Repeat the whole listing exactly as it appears.

» Material provided
######
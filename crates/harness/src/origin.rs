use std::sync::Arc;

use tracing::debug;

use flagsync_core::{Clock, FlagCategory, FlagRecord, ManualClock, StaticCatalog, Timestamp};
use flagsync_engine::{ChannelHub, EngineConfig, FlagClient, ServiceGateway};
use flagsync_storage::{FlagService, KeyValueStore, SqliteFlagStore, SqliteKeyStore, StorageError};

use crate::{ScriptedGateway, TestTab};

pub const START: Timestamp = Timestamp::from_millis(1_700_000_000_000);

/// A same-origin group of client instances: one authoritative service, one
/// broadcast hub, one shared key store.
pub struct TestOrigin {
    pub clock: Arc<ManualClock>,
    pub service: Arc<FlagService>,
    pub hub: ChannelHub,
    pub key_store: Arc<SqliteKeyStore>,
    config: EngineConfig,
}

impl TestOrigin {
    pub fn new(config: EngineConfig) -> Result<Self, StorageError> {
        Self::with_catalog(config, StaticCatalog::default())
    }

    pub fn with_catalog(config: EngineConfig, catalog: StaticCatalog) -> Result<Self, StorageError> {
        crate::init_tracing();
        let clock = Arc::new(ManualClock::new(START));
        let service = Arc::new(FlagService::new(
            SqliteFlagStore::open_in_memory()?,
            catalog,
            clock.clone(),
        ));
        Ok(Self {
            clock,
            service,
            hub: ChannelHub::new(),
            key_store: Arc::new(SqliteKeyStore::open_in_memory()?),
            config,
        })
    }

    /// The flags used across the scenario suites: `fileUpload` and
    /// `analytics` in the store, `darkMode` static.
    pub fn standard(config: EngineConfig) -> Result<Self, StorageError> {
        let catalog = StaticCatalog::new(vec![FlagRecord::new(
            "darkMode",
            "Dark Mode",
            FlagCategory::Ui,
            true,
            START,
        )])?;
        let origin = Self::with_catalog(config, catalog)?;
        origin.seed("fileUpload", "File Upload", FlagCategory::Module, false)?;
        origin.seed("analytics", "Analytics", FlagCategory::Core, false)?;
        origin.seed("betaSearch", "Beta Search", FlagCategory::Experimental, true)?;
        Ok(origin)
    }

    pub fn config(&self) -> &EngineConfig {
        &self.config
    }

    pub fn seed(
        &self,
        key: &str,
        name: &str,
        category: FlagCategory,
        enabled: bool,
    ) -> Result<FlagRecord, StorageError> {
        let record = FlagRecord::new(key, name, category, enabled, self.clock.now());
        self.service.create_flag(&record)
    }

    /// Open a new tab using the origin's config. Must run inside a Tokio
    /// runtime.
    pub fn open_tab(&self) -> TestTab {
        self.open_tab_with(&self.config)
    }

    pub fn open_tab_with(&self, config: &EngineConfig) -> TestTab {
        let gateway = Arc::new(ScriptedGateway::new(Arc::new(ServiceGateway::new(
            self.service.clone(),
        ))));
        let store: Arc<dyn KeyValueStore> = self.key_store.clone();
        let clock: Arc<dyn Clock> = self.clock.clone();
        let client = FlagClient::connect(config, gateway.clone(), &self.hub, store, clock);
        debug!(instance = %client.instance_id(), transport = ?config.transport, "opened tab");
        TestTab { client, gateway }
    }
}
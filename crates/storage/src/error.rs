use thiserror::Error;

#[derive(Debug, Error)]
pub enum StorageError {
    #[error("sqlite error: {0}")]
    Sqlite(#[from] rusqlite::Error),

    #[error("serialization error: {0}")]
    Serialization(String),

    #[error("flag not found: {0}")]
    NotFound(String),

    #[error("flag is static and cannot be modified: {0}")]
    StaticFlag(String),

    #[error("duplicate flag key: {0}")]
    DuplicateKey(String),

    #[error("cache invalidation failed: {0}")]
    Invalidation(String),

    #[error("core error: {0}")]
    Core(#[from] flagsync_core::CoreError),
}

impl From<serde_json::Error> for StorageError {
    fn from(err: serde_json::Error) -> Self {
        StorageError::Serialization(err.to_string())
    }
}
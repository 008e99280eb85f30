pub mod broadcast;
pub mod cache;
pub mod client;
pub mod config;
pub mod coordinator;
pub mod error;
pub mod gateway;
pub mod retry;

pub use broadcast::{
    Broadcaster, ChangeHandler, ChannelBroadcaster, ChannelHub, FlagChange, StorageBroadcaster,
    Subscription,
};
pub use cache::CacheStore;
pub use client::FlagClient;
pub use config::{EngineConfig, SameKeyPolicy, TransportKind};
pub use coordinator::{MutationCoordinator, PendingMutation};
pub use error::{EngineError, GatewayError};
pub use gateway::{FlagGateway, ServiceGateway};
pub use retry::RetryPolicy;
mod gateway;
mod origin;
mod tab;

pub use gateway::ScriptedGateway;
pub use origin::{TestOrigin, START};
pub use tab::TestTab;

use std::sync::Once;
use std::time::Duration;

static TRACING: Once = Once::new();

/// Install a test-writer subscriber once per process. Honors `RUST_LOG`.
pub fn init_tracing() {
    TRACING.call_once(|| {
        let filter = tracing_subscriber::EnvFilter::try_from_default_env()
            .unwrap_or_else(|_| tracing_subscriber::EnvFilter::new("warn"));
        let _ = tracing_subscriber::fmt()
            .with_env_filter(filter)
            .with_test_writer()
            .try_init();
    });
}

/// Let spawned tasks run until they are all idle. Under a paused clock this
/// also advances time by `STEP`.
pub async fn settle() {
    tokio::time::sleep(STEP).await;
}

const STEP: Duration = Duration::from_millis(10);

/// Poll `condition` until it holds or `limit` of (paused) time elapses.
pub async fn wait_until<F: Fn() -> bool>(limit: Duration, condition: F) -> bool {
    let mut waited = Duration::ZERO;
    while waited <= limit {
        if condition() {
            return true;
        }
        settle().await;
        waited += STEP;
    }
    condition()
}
######
» Solution below
filename crates/harness/src/origin.rs
use std::sync::Arc;

use tracing::debug;

use flagsync_core::{Clock, FlagCategory, FlagRecord, ManualClock, StaticCatalog, Timestamp};
use flagsync_engine::{ChannelHub, EngineConfig, FlagClient, ServiceGateway};
use flagsync_storage::{FlagService, KeyValueStore, SqliteFlagStore, SqliteKeyStore, StorageError};

use crate::{ScriptedGateway, TestTab};

pub const START: Timestamp = Timestamp::from_millis(1_700_000_000_000);

/// A same-origin group of client instances: one authoritative service, one
/// broadcast hub, one shared key store.
pub struct TestOrigin {
    pub clock: Arc<ManualClock>,
    pub service: Arc<FlagService>,
    pub hub: ChannelHub,
    pub key_store: Arc<SqliteKeyStore>,
    config: EngineConfig,
}

impl TestOrigin {
    pub fn new(config: EngineConfig) -> Result<Self, StorageError> {
        Self::with_catalog(config, StaticCatalog::default())
    }

    pub fn with_catalog(config: EngineConfig, catalog: StaticCatalog) -> Result<Self, StorageError> {
        crate::init_tracing();
        let clock = Arc::new(ManualClock::new(START));
        let service = Arc::new(FlagService::new(
            SqliteFlagStore::open_in_memory()?,
            catalog,
            clock.clone(),
        ));
        Ok(Self {
            clock,
            service,
            hub: ChannelHub::new(),
            key_store: Arc::new(SqliteKeyStore::open_in_memory()?),
            config,
        })
    }

    /// The flags used across the scenario suites: `fileUpload` and
    /// `analytics` in the store, `darkMode` static.
    pub fn standard(config: EngineConfig) -> Result<Self, StorageError> {
        let catalog = StaticCatalog::new(vec![FlagRecord::new(
            "darkMode",
            "Dark Mode",
            FlagCategory::Ui,
            true,
            START,
        )])?;
        let origin = Self::with_catalog(config, catalog)?;
        origin.seed("fileUpload", "File Upload", FlagCategory::Module, false)?;
        origin.seed("analytics", "Analytics", FlagCategory::Core, false)?;
        origin.seed("betaSearch", "Beta Search", FlagCategory::Experimental, true)?;
        Ok(origin)
    }

    pub fn config(&self) -> &EngineConfig {
        &self.config
    }

    pub fn seed(
        &self,
        key: &str,
        name: &str,
        category: FlagCategory,
        enabled: bool,
    ) -> Result<FlagRecord, StorageError> {
        let record = FlagRecord::new(key, name, category, enabled, self.clock.now());
        self.service.create_flag(&record)
    }

    /// Open a new tab using the origin's config. Must run inside a Tokio
    /// runtime.
    pub fn open_tab(&self) -> TestTab {
        self.open_tab_with(&self.config)
    }

    pub fn open_tab_with(&self, config: &EngineConfig) -> TestTab {
        let gateway = Arc::new(ScriptedGateway::new(Arc::new(ServiceGateway::new(
            self.service.clone(),
        ))));
        let store: Arc<dyn KeyValueStore> = self.key_store.clone();
        let clock: Arc<dyn Clock> = self.clock.clone();
        let client = FlagClient::connect(config, gateway.clone(), &self.hub, store, clock);
        debug!(instance = %client.instance_id(), transport = ?config.transport, "opened tab");
        TestTab { client, gateway }
    }
}
filename crates/storage/src/error.rs
use thiserror::Error;

#[derive(Debug, Error)]
pub enum StorageError {
    #[error("sqlite error: {0}")]
    Sqlite(#[from] rusqlite::Error),

    #[error("serialization error: {0}")]
    Serialization(String),

    #[error("flag not found: {0}")]
    NotFound(String),

    #[error("flag is static and cannot be modified: {0}")]
    StaticFlag(String),

    #[error("duplicate flag key: {0}")]
    DuplicateKey(String),

    #[error("cache invalidation failed: {0}")]
    Invalidation(String),

    #[error("core error: {0}")]
    Core(#[from] flagsync_core::CoreError),
}

impl From<serde_json::Error> for StorageError {
    fn from(err: serde_json::Error) -> Self {
        StorageError::Serialization(err.to_string())
    }
}
repository 008e99280eb85f30
pub mod broadcast;
pub mod cache;
pub mod client;
pub mod config;
pub mod coordinator;
pub mod error;
pub mod gateway;
pub mod retry;

pub use broadcast::{
    Broadcaster, ChangeHandler, ChannelBroadcaster, ChannelHub, FlagChange, StorageBroadcaster,
    Subscription,
};
pub use cache::CacheStore;
pub use client::FlagClient;
pub use config::{EngineConfig, SameKeyPolicy, TransportKind};
pub use coordinator::{MutationCoordinator, PendingMutation};
pub use error::{EngineError, GatewayError};
pub use gateway::{FlagGateway, ServiceGateway};
pub use retry::RetryPolicy;
mod gateway;
mod origin;
mod tab;

pub use gateway::ScriptedGateway;
pub use origin::{TestOrigin, START};
pub use tab::TestTab;

use std::sync::Once;
use std::time::Duration;

static TRACING: Once = Once::new();

/// Install a test-writer subscriber once per process. Honors `RUST_LOG`.
pub fn init_tracing() {
    TRACING.call_once(|| {
        let filter = tracing_subscriber::EnvFilter::try_from_default_env()
            .unwrap_or_else(|_| tracing_subscriber::EnvFilter::new("warn"));
        let _ = tracing_subscriber::fmt()
            .with_env_filter(filter)
            .with_test_writer()
            .try_init();
    });
}

/// Let spawned tasks run until they are all idle. Under a paused clock this
/// also advances time by `STEP`.
pub async fn settle() {
    tokio::time::sleep(STEP).await;
}

const STEP: Duration = Duration::from_millis(10);

/// Poll `condition` until it holds or `limit` of (paused) time elapses.
pub async fn wait_until<F: Fn() -> bool>(limit: Duration, condition: F) -> bool {
    let mut waited = Duration::ZERO;
    while waited <= limit {
        if condition() {
            return true;
        }
        settle().await;
        waited += STEP;
    }
    condition()
}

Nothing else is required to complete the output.